Ahoy there! Ready for pirates, princesses, spies, and dragons? It's time to make writing time more exciting, and these 50 writing prompts tap into adventure, fantasy, and science fiction genres, where adventure lies behind every castle, treasure chest, and spaceship. Three styles of prompts are included to help your students build skills in three different areas—sentence structure, character/plot building, and dialogue. Let’s set sail!
1. Title Slide
2. Table of Contents (With links, so navigation is easy!)
3-26. Fill in the Blank
As easy as it sounds. Students fill in the blanks of the sentences with their own details and descriptions. This helps students get the sentence structure down, and also encourages figurative language.
27-43. Cast of Characters
We all remember the fabled story when the time traveler and the pirate battled over a painting hidden inside a cave…or maybe we will someday, when one of your students writes the story! At the core of great fiction lies interesting characters who do interesting things. This prompt gives your students a short list of intriguing characters, items, and settings for students to choose from to create a story. Not enough to overwhelm, but enough to get creative wheels turning. The goal is for students to ask questions—Why are the spy and the fairy looking for a locked treasure chest? What’s inside of it? Why do they want it? —and answer those questions by writing!
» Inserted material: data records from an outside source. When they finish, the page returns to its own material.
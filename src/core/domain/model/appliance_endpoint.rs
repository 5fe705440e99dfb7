use crate::core::domain::value_object::{ApplianceHost, AppliancePort};

/// The network location of the appliance's status port.
#[derive(Debug, Clone, PartialEq, Eq)]
pub struct ApplianceEndpoint {
    host: ApplianceHost,
    port: AppliancePort,
}

impl ApplianceEndpoint {
    pub fn new(host: ApplianceHost, port: AppliancePort) -> Self {
        Self { host, port }
    }

    pub fn host(&self) -> &ApplianceHost {
        &self.host
    }

    pub fn port(&self) -> AppliancePort {
        self.port
    }

    /// Renders the `host:port` authority string used to dial the appliance.
    pub fn authority(&self) -> String {
        format!("{}:{}", self.host.as_str(), self.port.get())
    }
}

#[cfg(test)]
mod tests {
    use super::*;

    #[test]
    fn test_authority_joins_host_and_port() {
        let endpoint = ApplianceEndpoint::new(
            ApplianceHost::new_unchecked("nas.lan".to_string()),
            AppliancePort::default(),
        );
        assert_eq!(endpoint.authority(), "nas.lan:5000");
    }
}
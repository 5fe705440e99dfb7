pub mod monitor;
pub mod status_source;
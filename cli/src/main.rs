//! CLI entrypoint for cmdlayer
//!
//! This is the main binary that wires together all layers using
//! dependency injection.

use anyhow::{Context, Result, bail};
use clap::Parser;
use cmdlayer_application::{
    AvailabilityResolver, CommandSchemaUseCase, NoSchemaSink, SchemaSink, SyntaxCollector,
    ToolCallAdapter,
};
use cmdlayer_domain::command::marker;
use cmdlayer_domain::{
    AgentToolCall, ChatCompletionsToolCall, CommandDescriptor, CommandInvocation, CommandPrompt,
    ContextItem, Mode, ResponsesApiToolCall, SyntaxEvent, SyntaxEventKind,
};
use cmdlayer_infrastructure::config::find_model;
use cmdlayer_infrastructure::{
    BuiltinFunctionSource, ConfigCapabilities, ConfigLoader, FileConfig, JsonlSchemaSink,
    PluginRegistry,
};
use cmdlayer_presentation::{Cli, Command, ConsoleFormatter, DescriptorSource, OutputFormat, Provider};
use serde::de::DeserializeOwned;
use serde_json::Value;
use std::io::Read;
use std::path::Path;
use std::sync::Arc;
use tracing::{debug, info};
use tracing_appender::non_blocking::WorkerGuard;
use tracing_subscriber::EnvFilter;

fn main() -> Result<()> {
    let cli = Cli::parse();

    // Keep the guard alive so buffered file logs are flushed on exit
    let _log_guard = init_logging(cli.verbose, cli.log_file.as_deref())?;

    info!("Starting cmdlayer");

    if cli.show_config {
        for line in ConfigLoader::config_sources() {
            println!("{}", line);
        }
        return Ok(());
    }

    let config = if cli.no_config {
        ConfigLoader::load_defaults()
    } else {
        ConfigLoader::load(cli.config.as_ref())?
    };

    let Some(command) = cli.command.clone() else {
        bail!("No subcommand given. Run `cmdlayer --help` for usage.");
    };

    // === Dependency Injection ===
    let app = App::new(config, cli.schema_log.as_deref());
    let output = app.run(command, cli.output)?;
    println!("{}", output);

    Ok(())
}

/// Initialize logging based on verbosity level
fn init_logging(verbose: u8, log_file: Option<&Path>) -> Result<Option<WorkerGuard>> {
    let filter = match verbose {
        0 => EnvFilter::new("warn"),
        1 => EnvFilter::new("info"),
        2 => EnvFilter::new("debug"),
        _ => EnvFilter::new("trace"), // -vvv or more
    };

    let builder = tracing_subscriber::fmt()
        .with_env_filter(filter)
        .with_target(false);

    match log_file {
        Some(path) => {
            let dir = path
                .parent()
                .filter(|p| !p.as_os_str().is_empty())
                .unwrap_or_else(|| Path::new("."));
            let file_name = path
                .file_name()
                .with_context(|| format!("invalid log file path: {}", path.display()))?;
            let appender = tracing_appender::rolling::never(dir, file_name);
            let (writer, guard) = tracing_appender::non_blocking(appender);
            builder.with_writer(writer).with_ansi(false).init();
            Ok(Some(guard))
        }
        None => {
            builder.with_writer(std::io::stderr).init();
            Ok(None)
        }
    }
}

/// Wired application services
struct App {
    config: FileConfig,
    plugins: Arc<PluginRegistry>,
    schemas: CommandSchemaUseCase,
    resolver: AvailabilityResolver,
    adapter: ToolCallAdapter,
    prompt: CommandPrompt,
}

impl App {
    fn new(config: FileConfig, schema_log: Option<&Path>) -> Self {
        let plugins = Arc::new(PluginRegistry::from_config(&config.plugins));

        let sink: Arc<dyn SchemaSink> = match schema_log.and_then(|path| JsonlSchemaSink::new(path)) {
            Some(sink) => {
                debug!("Logging syntax blocks to {}", sink.path().display());
                Arc::new(sink)
            }
            None => Arc::new(NoSchemaSink),
        };
        let schemas = CommandSchemaUseCase::new(sink);

        let capabilities = Arc::new(ConfigCapabilities::new(config.clone(), plugins.clone()));
        let functions = Arc::new(BuiltinFunctionSource::from_config(&config));
        let resolver = AvailabilityResolver::new(capabilities, plugins.clone(), functions)
            .with_schemas(schemas.clone());

        Self {
            prompt: config.prompt.to_command_prompt(),
            config,
            plugins,
            schemas,
            resolver,
            adapter: ToolCallAdapter::new(),
        }
    }

    fn run(&self, command: Command, format: OutputFormat) -> Result<String> {
        let output = match command {
            Command::Extract { input, legacy, any } => {
                let text = read_input(input.as_deref())?;
                let invocations = if any {
                    marker::extract_any(&text)
                } else if legacy {
                    marker::extract_legacy(&text)
                } else {
                    marker::extract_all(&text)
                };
                ConsoleFormatter::invocations(&invocations, format)
            }

            Command::Encode { input } => {
                let invocations = parse_invocations(&read_input(input.as_deref())?)?;
                marker::encode_all(&invocations)
            }

            Command::Syntax { source } => {
                let block = self.schemas.syntax_block(&self.descriptors(&source)?);
                ConsoleFormatter::syntax_block(&block, format)
            }

            Command::Prompt { source, assistant } => {
                let assistant_mode = assistant || self.config.mode == Mode::Assistant;
                self.schemas
                    .command_prompt(&self.prompt, &self.descriptors(&source)?, assistant_mode)
            }

            Command::Schema { source, openai } => {
                let functions = self.schemas.function_schemas(&self.descriptors(&source)?);
                ConsoleFormatter::functions(&functions, format, openai)
            }

            Command::Unpack {
                input,
                provider,
                as_text,
            } => {
                let text = read_input(input.as_deref())?;
                let mut ctx = ContextItem::new();
                let conversion = match provider {
                    Provider::Chat => self
                        .adapter
                        .from_chat_completions(&parse_json::<Vec<ChatCompletionsToolCall>>(&text)?),
                    Provider::Responses => self
                        .adapter
                        .from_responses_api(&parse_json::<Vec<ResponsesApiToolCall>>(&text)?),
                    Provider::Agent => self
                        .adapter
                        .from_agent_tool_calls(&parse_json::<Vec<AgentToolCall>>(&text)?),
                    Provider::Stream => self.adapter.normalize_streamed_chunks(
                        &mut ctx,
                        &parse_json::<Vec<Value>>(&text)?,
                        false,
                    ),
                };

                if as_text {
                    ctx.tool_calls = conversion.items;
                    self.adapter.append_as_marker_text(&mut ctx);
                    ctx.output.unwrap_or_default()
                } else {
                    ConsoleFormatter::tool_calls(&conversion, format)
                }
            }

            Command::ReplyOutputs { input } => {
                let mut ctx: ContextItem = parse_json(&read_input(input.as_deref())?)?;
                let outputs = self.adapter.extract_tool_outputs_for_reply(&mut ctx);
                ConsoleFormatter::tool_outputs(&outputs, format)
            }

            Command::Functions {
                parent_id,
                force,
                openai,
            } => {
                let functions = self.resolver.collect_functions(parent_id.as_deref(), force);
                ConsoleFormatter::functions(&functions, format, openai)
            }

            Command::Native { force, model } => {
                let model = match model {
                    Some(id) => match find_model(&self.config.models, &id) {
                        Some(model) => Some(model),
                        None => bail!("model '{}' is not defined in [[models]]", id),
                    },
                    None => None,
                };
                let enabled = self.resolver.is_native_tool_calling_enabled(force, model);
                ConsoleFormatter::flag("native tool calling", enabled, format)
            }

            Command::Enabled { cmd } => {
                let enabled = self.resolver.is_command_name_enabled(&cmd);
                ConsoleFormatter::flag(&cmd, enabled, format)
            }
        };
        Ok(output)
    }

    /// Descriptors from the enabled plugins or from a JSON input
    fn descriptors(&self, source: &DescriptorSource) -> Result<Vec<CommandDescriptor>> {
        if source.plugins {
            let event = SyntaxEvent::new(SyntaxEventKind::Command);
            return Ok(self.plugins.collect_syntax(&event));
        }
        parse_json(&read_input(source.input.as_deref())?)
    }
}

/// Read the whole input file, or stdin when no path is given
fn read_input(path: Option<&Path>) -> Result<String> {
    match path {
        Some(path) => std::fs::read_to_string(path)
            .with_context(|| format!("failed to read {}", path.display())),
        None => {
            let mut text = String::new();
            std::io::stdin()
                .read_to_string(&mut text)
                .context("failed to read stdin")?;
            Ok(text)
        }
    }
}

fn parse_json<T: DeserializeOwned>(text: &str) -> Result<T> {
    serde_json::from_str(text).context("input is not valid JSON of the expected shape")
}

/// One invocation object, or an array of them
fn parse_invocations(text: &str) -> Result<Vec<CommandInvocation>> {
    match parse_json::<Value>(text)? {
        Value::Array(items) => items
            .into_iter()
            .map(|item| serde_json::from_value(item).context("invalid command invocation"))
            .collect(),
        item => Ok(vec![
            serde_json::from_value(item).context("invalid command invocation")?,
        ]),
    }
}

#[cfg(test)]
mod tests {
    use super::*;
    use cmdlayer_domain::Param;

    fn app(toml_str: &str) -> App {
        App::new(toml::from_str(toml_str).unwrap(), None)
    }

    const CONFIG: &str = r#"
mode = "chat"
cmd = true

[func_call]
native = true

[[plugins]]
id = "files"

[[plugins.commands]]
cmd = "read_file"
instruction = "Read a file"
params = [{ name = "path", description = "File path", required = true }]
"#;

    #[test]
    fn test_parse_invocations_single_and_array() {
        let single = parse_invocations(r#"{"cmd":"ls","params":{}}"#).unwrap();
        assert_eq!(single, vec![CommandInvocation::new("ls")]);

        let many = parse_invocations(r#"[{"cmd":"a"},{"cmd":"b","params":{"x":1}}]"#).unwrap();
        assert_eq!(many.len(), 2);
        assert_eq!(many[1].params["x"], 1);

        assert!(parse_invocations("[1]").is_err());
    }

    #[test]
    fn test_plugin_descriptors() {
        let app = app(CONFIG);
        let source = DescriptorSource {
            input: None,
            plugins: true,
        };
        let descriptors = app.descriptors(&source).unwrap();
        assert_eq!(
            descriptors,
            vec![
                CommandDescriptor::new("read_file", "Read a file")
                    .with_param(Param::new("path", "File path", true))
            ]
        );
    }

    #[test]
    fn test_functions_and_enabled() {
        let app = app(CONFIG);
        let output = app
            .run(
                Command::Functions {
                    parent_id: None,
                    force: false,
                    openai: false,
                },
                OutputFormat::Json,
            )
            .unwrap();
        let functions: Value = serde_json::from_str(&output).unwrap();
        assert_eq!(functions[0]["name"], "read_file");

        let output = app
            .run(
                Command::Enabled {
                    cmd: "read_file".to_string(),
                },
                OutputFormat::Json,
            )
            .unwrap();
        assert_eq!(
            serde_json::from_str::<Value>(&output).unwrap()["read_file"],
            true
        );
    }

    #[test]
    fn test_native_rejects_unknown_model() {
        let app = app(CONFIG);
        let result = app.run(
            Command::Native {
                force: false,
                model: Some("missing".to_string()),
            },
            OutputFormat::Json,
        );
        assert!(result.is_err());
    }
}
//! Command plugins.
//!
//! Provides [`PluginRegistry`], the syntax collector backed by the
//! `[[plugins]]` tables of the configuration.

mod registry;

pub use registry::{PluginEntry, PluginRegistry};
These prompts give your students a line of interesting dialogue, and they get to make up the story around it (and continue it!). Dialogue automatically infers action is taking place in your story, so it’s a great way to get students into the story and brainstorm what the characters are talking about. It’s also good if you want students to practice punctuation with fun dialogue!
How to Use
Put on the PowerPoint, sit back, watch your students write. You can have students record their sentences/stories in a literacy journal, for warm-ups/tickets out the door, or you can print them out and have students write directly on them. Whatever works best for your class.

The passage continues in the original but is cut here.